Car Talk Guys Offer Cockroach Advice

Pests are periodically featured on National Public Radio (NPR), giving the public a look into the PMP’s world from time to time. Two recent examples occurred on Car Talk, one of NPR’s most popular programs featuring Tom and Ray Magliozzi, and in a report from Robert Krulwich, a correspondent for NPR’s Science Desk.

The Car Talk guys recently received a call from Beatrice, a 16-year-old living in Pennsylvania, who had a pregnant Madagascar hissing cockroach she purchased as a birthday gift for her father escape in her family’s BMW, ultimately resulting in an infestation.

"We have a bit of a, you know, competition of who can get each other the weirdest present," she said, "so I thought that … a Madagascar hissing cockroach would be perfect. I took one out to gross out my sister in the back seat and I dropped the cockroach and it scurried away in the car and we could not find it anywhere."

Some time later, Beatrice’s mother saw what she thought was a "toy bug" on the floor of the car, only to have it hiss and jump on her when she attempted to pick it up. To hear the entire phone call, as well as the Magliozzi brothers’ advice, visit http://action.publicbroadcasting.net/cartalk/posts/list/41/2135470.page. You’ll get a kick out of their response.

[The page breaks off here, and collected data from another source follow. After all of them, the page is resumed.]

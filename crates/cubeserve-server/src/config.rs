//! Service configuration

use cubeserve_classifiers::{EmbedderSpec, TokenizerMode};
use cubeserve_core::{Error, ModelId, Result};
use serde::{Deserialize, Serialize};
use std::collections::BTreeMap;
use std::path::{Path, PathBuf};
use std::time::Duration;

/// Top-level service configuration
#[derive(Debug, Clone, Serialize, Deserialize)]
pub struct ServiceConfig {
    /// Directory holding `{id}.cube` model documents
    #[serde(default = "default_model_storage")]
    pub model_storage: PathBuf,

    /// Embedder root: a directory of `{mode}.kv` tables or an embedder service URL
    #[serde(default = "default_embedder_path")]
    pub embedder_path: String,

    /// Timeout for network embedder calls
    #[serde(default = "default_embedder_timeout")]
    pub embedder_timeout_secs: u64,

    /// JSON file extending the built-in generic utterances
    #[serde(default)]
    pub generic_data_path: Option<PathBuf>,

    /// Model IDs loaded at start-up
    #[serde(default)]
    pub preload: Vec<ModelId>,

    /// Model used by the multistage endpoint when a request names none
    #[serde(default)]
    pub multistage_model_id: Option<ModelId>,

    /// Embedder and tokenizer modes per language
    #[serde(default)]
    pub languages: BTreeMap<String, LanguageConfig>,

    /// Local embedders exposed to remote clients
    #[serde(default)]
    pub embedder_service: EmbedderServiceConfig,

    /// Maximum accepted request body
    #[serde(default = "default_max_body_bytes")]
    pub max_body_bytes: usize,
}

impl ServiceConfig {
    /// Load configuration from file and CLI overrides
    pub fn load(config_path: &str, cli: &crate::Cli) -> anyhow::Result<Self> {
        let mut config = if Path::new(config_path).exists() {
            let content = std::fs::read_to_string(config_path)?;
            Self::from_yaml(&content)?
        } else {
            Self::default()
        };

        if let Some(storage) = &cli.model_storage {
            config.model_storage = storage.clone();
        }

        if let Some(embedder_path) = &cli.embedder_path {
            config.embedder_path = embedder_path.clone();
        }

        for id in &cli.models {
            if !config.preload.contains(id) {
                config.preload.push(*id);
            }
        }

        Ok(config)
    }

    pub fn from_yaml(yaml: &str) -> std::result::Result<Self, serde_yaml::Error> {
        serde_yaml::from_str(yaml)
    }

    pub fn embedder_timeout(&self) -> Duration {
        Duration::from_secs(self.embedder_timeout_secs)
    }

    /// Embedder a training request for `lang` should use
    pub fn embedder_for(&self, lang: &str) -> Result<EmbedderSpec> {
        self.languages
            .get(lang)
            .map(|language| {
                EmbedderSpec::new(language.embedder_mode.clone(), language.tokenizer_mode)
            })
            .ok_or_else(|| Error::config(format!("unsupported language '{}'", lang)))
    }
}

impl Default for ServiceConfig {
    fn default() -> Self {
        Self {
            model_storage: default_model_storage(),
            embedder_path: default_embedder_path(),
            embedder_timeout_secs: default_embedder_timeout(),
            generic_data_path: None,
            preload: Vec::new(),
            multistage_model_id: None,
            languages: BTreeMap::new(),
            embedder_service: EmbedderServiceConfig::default(),
            max_body_bytes: default_max_body_bytes(),
        }
    }
}

/// Modes used for one language
#[derive(Debug, Clone, PartialEq, Eq, Serialize, Deserialize)]
pub struct LanguageConfig {
    pub embedder_mode: String,

    #[serde(default)]
    pub tokenizer_mode: TokenizerMode,
}

/// Embedder peer endpoints
#[derive(Debug, Clone, Default, Serialize, Deserialize)]
pub struct EmbedderServiceConfig {
    /// Local modes served under `/embedders/{mode}`
    #[serde(default)]
    pub modes: Vec<String>,
}

fn default_model_storage() -> PathBuf {
    PathBuf::from("./models")
}

fn default_embedder_path() -> String {
    "./embedders".to_string()
}

fn default_embedder_timeout() -> u64 {
    30
}

fn default_max_body_bytes() -> usize {
    1024 * 1024
}
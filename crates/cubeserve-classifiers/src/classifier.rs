//! Classifier trait and the single-stage intent classifier

use crate::embedder::{Embedder, EmbedderFactory};
use crate::tokenizer::TokenizerMode;
use async_trait::async_trait;
use cubeserve_core::{sort_ranking, Error, LabelScore, Ranking, Result, Vector};
use serde::{Deserialize, Serialize};
use std::sync::Arc;
use tracing::{debug, info};

/// Full-batch gradient descent epochs
const EPOCHS: usize = 400;

/// Gradient descent step size
const LEARNING_RATE: f32 = 1.0;

/// L2 penalty on the weights
const L2_PENALTY: f32 = 1e-4;

/// Trait for all label-ranking classifiers
#[async_trait]
pub trait Classifier: Send + Sync {
    /// Rank every known label for each query, most probable first
    async fn predict(&self, queries: &[String]) -> Result<Vec<Ranking>>;

    /// Labels the classifier can produce, in training order
    fn labels(&self) -> &[String];
}

/// Embedder a model was trained with; the location comes from the factory
#[derive(Debug, Clone, PartialEq, Eq, Serialize, Deserialize)]
pub struct EmbedderSpec {
    /// Embedding mode name
    pub mode: String,

    /// Tokenizer bound to local embedders
    #[serde(default)]
    pub tokenizer_mode: TokenizerMode,
}

impl EmbedderSpec {
    pub fn new(mode: impl Into<String>, tokenizer_mode: TokenizerMode) -> Self {
        Self {
            mode: mode.into(),
            tokenizer_mode,
        }
    }

    /// Rebuild the embedder through `factory`
    pub async fn build(&self, factory: &EmbedderFactory) -> Result<Arc<dyn Embedder>> {
        factory.create(&self.mode, Some(self.tokenizer_mode)).await
    }
}

/// Trained parameters of a multinomial logistic regression
#[derive(Debug, Clone, PartialEq, Serialize, Deserialize)]
pub struct LinearParams {
    /// Label vocabulary
    pub labels: Vec<String>,

    /// One weight row per label
    pub weights: Vec<Vector>,

    /// One bias per label
    pub bias: Vec<f32>,
}

impl LinearParams {
    /// Check that shapes agree
    pub fn validate(&self) -> Result<()> {
        if self.labels.is_empty() {
            return Err(Error::config("classifier has no labels"));
        }
        if self.weights.len() != self.labels.len() || self.bias.len() != self.labels.len() {
            return Err(Error::config(format!(
                "classifier has {} labels but {} weight rows and {} biases",
                self.labels.len(),
                self.weights.len(),
                self.bias.len()
            )));
        }
        let dim = self.dim();
        if self.weights.iter().any(|row| row.len() != dim) {
            return Err(Error::config("classifier weight rows differ in length"));
        }
        Ok(())
    }

    pub fn dim(&self) -> usize {
        self.weights.first().map(Vec::len).unwrap_or(0)
    }

    /// Fit parameters on feature vectors and their labels
    pub fn fit(features: &[Vector], targets: &[String]) -> Result<Self> {
        if features.is_empty() {
            return Err(Error::config("no training examples"));
        }
        if features.len() != targets.len() {
            return Err(Error::config(format!(
                "{} phrases but {} labels",
                features.len(),
                targets.len()
            )));
        }

        let dim = features[0].len();
        if features.iter().any(|f| f.len() != dim) {
            return Err(Error::backend(
                "training",
                "embedder returned vectors of inconsistent dimensionality",
            ));
        }

        let mut labels: Vec<String> = Vec::new();
        let mut classes = Vec::with_capacity(targets.len());
        for target in targets {
            let index = match labels.iter().position(|l| l == target) {
                Some(index) => index,
                None => {
                    labels.push(target.clone());
                    labels.len() - 1
                }
            };
            classes.push(index);
        }

        let inputs: Vec<Vector> = features.iter().map(|f| normalize(f)).collect();
        let k = labels.len();
        let n = inputs.len() as f32;

        let mut weights = vec![vec![0.0f32; dim]; k];
        let mut bias = vec![0.0f32; k];

        for _ in 0..EPOCHS {
            let mut grad_w = vec![vec![0.0f32; dim]; k];
            let mut grad_b = vec![0.0f32; k];

            for (x, &class) in inputs.iter().zip(&classes) {
                let probs = softmax(&logits(&weights, &bias, x));
                for (c, p) in probs.iter().enumerate() {
                    let err = p - if c == class { 1.0 } else { 0.0 };
                    grad_b[c] += err;
                    for (g, xi) in grad_w[c].iter_mut().zip(x) {
                        *g += err * xi;
                    }
                }
            }

            for c in 0..k {
                bias[c] -= LEARNING_RATE * grad_b[c] / n;
                for (w, g) in weights[c].iter_mut().zip(&grad_w[c]) {
                    *w -= LEARNING_RATE * (g / n + L2_PENALTY * *w);
                }
            }
        }

        Ok(Self {
            labels,
            weights,
            bias,
        })
    }

    /// Probability of each label for one feature vector
    pub fn probabilities(&self, features: &[f32]) -> Vec<f32> {
        softmax(&logits(&self.weights, &self.bias, &normalize(features)))
    }

    /// Full ranking for one feature vector
    pub fn rank(&self, features: &[f32]) -> Ranking {
        let mut ranking: Ranking = self
            .labels
            .iter()
            .zip(self.probabilities(features))
            .map(|(label, p)| LabelScore::new(label.clone(), p))
            .collect();
        sort_ranking(&mut ranking);
        ranking
    }
}

fn normalize(v: &[f32]) -> Vector {
    let norm = v.iter().map(|x| x * x).sum::<f32>().sqrt();
    if norm > f32::EPSILON {
        v.iter().map(|x| x / norm).collect()
    } else {
        v.to_vec()
    }
}

fn logits(weights: &[Vector], bias: &[f32], x: &[f32]) -> Vec<f32> {
    weights
        .iter()
        .zip(bias)
        .map(|(row, b)| row.iter().zip(x).map(|(w, xi)| w * xi).sum::<f32>() + b)
        .collect()
}

fn softmax(logits: &[f32]) -> Vec<f32> {
    let max = logits.iter().copied().fold(f32::NEG_INFINITY, f32::max);
    let exps: Vec<f32> = logits.iter().map(|l| (l - max).exp()).collect();
    let sum: f32 = exps.iter().sum();
    exps.iter().map(|e| e / sum).collect()
}

/// Single-stage intent classifier over query embeddings
#[derive(Clone)]
pub struct IntentClassifier {
    embedder: Arc<dyn Embedder>,
    spec: EmbedderSpec,
    params: LinearParams,
}

impl std::fmt::Debug for IntentClassifier {
    fn fmt(&self, f: &mut std::fmt::Formatter<'_>) -> std::fmt::Result {
        f.debug_struct("IntentClassifier")
            .field("spec", &self.spec)
            .field("labels", &self.params.labels)
            .finish()
    }
}

impl IntentClassifier {
    /// Wrap trained parameters
    pub fn new(
        embedder: Arc<dyn Embedder>,
        spec: EmbedderSpec,
        params: LinearParams,
    ) -> Result<Self> {
        params.validate()?;
        Ok(Self {
            embedder,
            spec,
            params,
        })
    }

    /// Train on example phrases and their labels
    pub async fn train(
        embedder: Arc<dyn Embedder>,
        spec: EmbedderSpec,
        phrases: &[String],
        labels: &[String],
    ) -> Result<Self> {
        if phrases.len() != labels.len() {
            return Err(Error::config(format!(
                "{} phrases but {} labels",
                phrases.len(),
                labels.len()
            )));
        }
        if phrases.is_empty() {
            return Err(Error::config("no training phrases"));
        }

        let features = embedder.encode_queries(phrases).await?;
        let params = LinearParams::fit(&features, labels)?;

        info!(
            mode = %spec.mode,
            examples = phrases.len(),
            labels = params.labels.len(),
            "Trained intent classifier"
        );

        Self::new(embedder, spec, params)
    }

    pub fn spec(&self) -> &EmbedderSpec {
        &self.spec
    }

    pub fn params(&self) -> &LinearParams {
        &self.params
    }

    pub fn embedder(&self) -> &Arc<dyn Embedder> {
        &self.embedder
    }

    /// Top label for each query
    pub async fn predict_top(&self, queries: &[String]) -> Result<Vec<String>> {
        Ok(self
            .predict(queries)
            .await?
            .into_iter()
            .filter_map(|ranking| ranking.into_iter().next().map(|s| s.label))
            .collect())
    }
}

#[async_trait]
impl Classifier for IntentClassifier {
    async fn predict(&self, queries: &[String]) -> Result<Vec<Ranking>> {
        let features = self.embedder.encode_queries(queries).await?;
        if features.len() != queries.len() {
            return Err(Error::backend(
                self.spec.mode.clone(),
                format!("expected {} vectors, received {}", queries.len(), features.len()),
            ));
        }

        let dim = self.params.dim();
        if let Some(bad) = features.iter().find(|f| f.len() != dim) {
            return Err(Error::backend(
                self.spec.mode.clone(),
                format!("embedder returned {} dimensions, classifier expects {}", bad.len(), dim),
            ));
        }

        debug!(mode = %self.spec.mode, queries = queries.len(), "Predicting intents");
        Ok(features.iter().map(|f| self.params.rank(f)).collect())
    }

    fn labels(&self) -> &[String] {
        &self.params.labels
    }
}
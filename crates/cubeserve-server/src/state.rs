//! Shared application state

use crate::config::ServiceConfig;
use anyhow::Context;
use cubeserve_classifiers::{
    Embedder, EmbedderFactory, EmbedderSpec, FactoryType, GenericVocabulary, ModelRegistry,
    TokenizerMode,
};
use cubeserve_core::Result;
use metrics_exporter_prometheus::PrometheusHandle;
use std::collections::HashMap;
use std::sync::Arc;
use tracing::info;

/// Application state shared across handlers
#[derive(Clone)]
pub struct AppState {
    /// Loaded configuration
    pub config: Arc<ServiceConfig>,

    /// Lazily loaded models keyed by ID
    pub registry: Arc<ModelRegistry>,

    /// Canned utterances for live-dialog generics
    pub vocabulary: Arc<GenericVocabulary>,

    /// Local embedders served to remote clients, keyed by mode
    pub embedders: Arc<HashMap<String, Arc<dyn Embedder>>>,

    /// Prometheus metrics handle for rendering
    pub metrics_handle: Option<PrometheusHandle>,
}

impl AppState {
    /// Build the registry, load served embedders and preload configured models
    pub async fn new(
        config: ServiceConfig,
        metrics_handle: Option<PrometheusHandle>,
    ) -> anyhow::Result<Self> {
        let factory =
            EmbedderFactory::with_timeout(&config.embedder_path, config.embedder_timeout())
                .context("failed to create embedder factory")?;

        let vocabulary = match &config.generic_data_path {
            Some(path) => GenericVocabulary::from_file(path)?,
            None => GenericVocabulary::default(),
        };

        let mut embedders: HashMap<String, Arc<dyn Embedder>> = HashMap::new();
        if !config.embedder_service.modes.is_empty()
            && factory.factory_type() != FactoryType::Local
        {
            anyhow::bail!(
                "embedder_service needs a local embedder_path, got {}",
                config.embedder_path
            );
        }
        for mode in &config.embedder_service.modes {
            let embedder = factory
                .create(mode, Some(tokenizer_for(&config, mode)))
                .await
                .with_context(|| format!("failed to load served embedder '{}'", mode))?;
            embedders.insert(mode.clone(), embedder);
        }

        let registry = ModelRegistry::new(&config.model_storage, Arc::new(factory));
        registry
            .preload(&config.preload)
            .await
            .context("failed to preload models")?;

        info!(
            storage = %config.model_storage.display(),
            preloaded = config.preload.len(),
            served_embedders = embedders.len(),
            "Application state ready"
        );

        Ok(Self {
            config: Arc::new(config),
            registry: Arc::new(registry),
            vocabulary: Arc::new(vocabulary),
            embedders: Arc::new(embedders),
            metrics_handle,
        })
    }

    /// Create the embedder a new model will be trained with
    pub async fn embedder(&self, spec: &EmbedderSpec) -> Result<Arc<dyn Embedder>> {
        spec.build(self.registry.factory()).await
    }
}

/// Tokenizer of the first language using `mode`, or the default
fn tokenizer_for(config: &ServiceConfig, mode: &str) -> TokenizerMode {
    config
        .languages
        .values()
        .find(|language| language.embedder_mode == mode)
        .map(|language| language.tokenizer_mode)
        .unwrap_or_default()
}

In a second NPR insect-related story, Krulwich cited a 1957 study by Canadian scientist Brian Hocking, who came up with an experiment to determine the number of miles a honeybee can travel on a gallon of fuel. Here’s how the experiment worked, according to Krulwich’s report: "Experimenters take a bee, give it all the honey it can eat and then tether it to a pole. (This neither harms nor seems to disturb the bee.) It then flies round and round until, basically, it runs out of fuel. The pole measures the distance flown by the rotating bee. Because the experimenter now knows how far a bee can travel on a bee-belly of fuel, you scale up to imagine how far it would go if it had a gallon-sized belly. That’s how you calculate Bee Miles Per Gallon."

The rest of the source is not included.